Faculty, staff, and students of the College gathered on April 12, 2016, to recognize the many contributions of the members of our community this year to the College’s mission of teaching, service, and original creative work. Over 150 people gathered for a ceremony recognizing outstanding teachers, student researchers, staff, outreach to the community, and donors to the College.

The Physics & Astronomy Department's Assistant Director Undergraduate Program, Diane Diaferia received the Staff Excellence Award.

Recognition of retiring faculty and staff went to: Phillip Allen, Gene Sprouse and Sara Lutterbie.

See more here.

SBU makes the cover of American Journal of Physics  

Education is an important mission of the Stony Brook University.

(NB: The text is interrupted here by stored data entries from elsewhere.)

use crate::metrics::MetricsSink;
use std::sync::Mutex;
use std::time::Duration;

#[derive(Debug, Default, Clone, PartialEq, Eq)]
pub(crate) struct Totals {
    pub inbound_opened: usize,
    pub inbound_closed: usize,
    pub inbound_bytes_in: usize,
    pub inbound_bytes_out: usize,
    pub outbound_opened: usize,
    pub outbound_closed: usize,
    pub outbound_bytes_in: usize,
    pub outbound_bytes_out: usize,
    pub sni_labels: Vec<String>,
}

/// In-memory sink for asserting on metric events.
#[derive(Debug, Default)]
pub(crate) struct RecordingMetrics {
    totals: Mutex<Totals>,
}

impl RecordingMetrics {
    pub fn totals(&self) -> Totals {
        self.totals.lock().unwrap().clone()
    }

    fn update(&self, f: impl FnOnce(&mut Totals)) {
        f(&mut self.totals.lock().unwrap());
    }
}

impl MetricsSink for RecordingMetrics {
    fn inbound_opened(&self) {
        self.update(|t| t.inbound_opened += 1);
    }
    fn inbound_closed(&self, _open_for: Duration) {
        self.update(|t| t.inbound_closed += 1);
    }
    fn inbound_bytes_in(&self, n: usize) {
        self.update(|t| t.inbound_bytes_in += n);
    }
    fn inbound_bytes_out(&self, n: usize) {
        self.update(|t| t.inbound_bytes_out += n);
    }
    fn sni_parsed(&self, label: &str, _took: Duration) {
        self.update(|t| t.sni_labels.push(label.to_string()));
    }
    fn outbound_opened(&self, _dst: &str, _sni: &str) {
        self.update(|t| t.outbound_opened += 1);
    }
    fn outbound_closed(&self, _dst: &str, _sni: &str, _open_for: Duration) {
        self.update(|t| t.outbound_closed += 1);
    }
    fn outbound_bytes_in(&self, _dst: &str, _sni: &str, n: usize) {
        self.update(|t| t.outbound_bytes_in += n);
    }
    fn outbound_bytes_out(&self, _dst: &str, _sni: &str, n: usize) {
        self.update(|t| t.outbound_bytes_out += n);
    }
}

/// Minimal TLS 1.2 ClientHello record, with a `server_name` extension when
/// `host` is given.
pub(crate) fn client_hello(host: Option<&str>) -> Vec<u8> {
    let mut extensions = vec![0x00, 0x10, 0x00, 0x05, 0x00, 0x03, 0x02, b'h', b'2'];
    if let Some(host) = host {
        let name = host.as_bytes();
        extensions.extend_from_slice(&[0x00, 0x00]);
        extensions.extend_from_slice(&((name.len() + 5) as u16).to_be_bytes());
        extensions.extend_from_slice(&((name.len() + 3) as u16).to_be_bytes());
        extensions.push(0x00);
        extensions.extend_from_slice(&(name.len() as u16).to_be_bytes());
        extensions.extend_from_slice(name);
    }

    let mut body = vec![0x03, 0x03];
    body.extend_from_slice(&[0x11; 32]);
    body.push(0x00);
    body.extend_from_slice(&[0x00, 0x02, 0x13, 0x01]);
    body.extend_from_slice(&[0x01, 0x00]);
    body.extend_from_slice(&(extensions.len() as u16).to_be_bytes());
    body.extend_from_slice(&extensions);

    let mut record = vec![0x16, 0x03, 0x01];
    record.extend_from_slice(&((body.len() + 4) as u16).to_be_bytes());
    record.push(0x01);
    record.extend_from_slice(&(body.len() as u32).to_be_bytes()[1..]);
    record.extend_from_slice(&body);
    record
}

The Astronomy Group at Stony Brook has developed a Michelson-type stellar interferometer for education and is now offering this new lab experiment in the undergraduate and graduate astronomy laboratory courses. Students measure the diameter of the Sun using this radio interferometer in front of the Physics building. This new development is published in the American Journal of Physics and featured on its cover page.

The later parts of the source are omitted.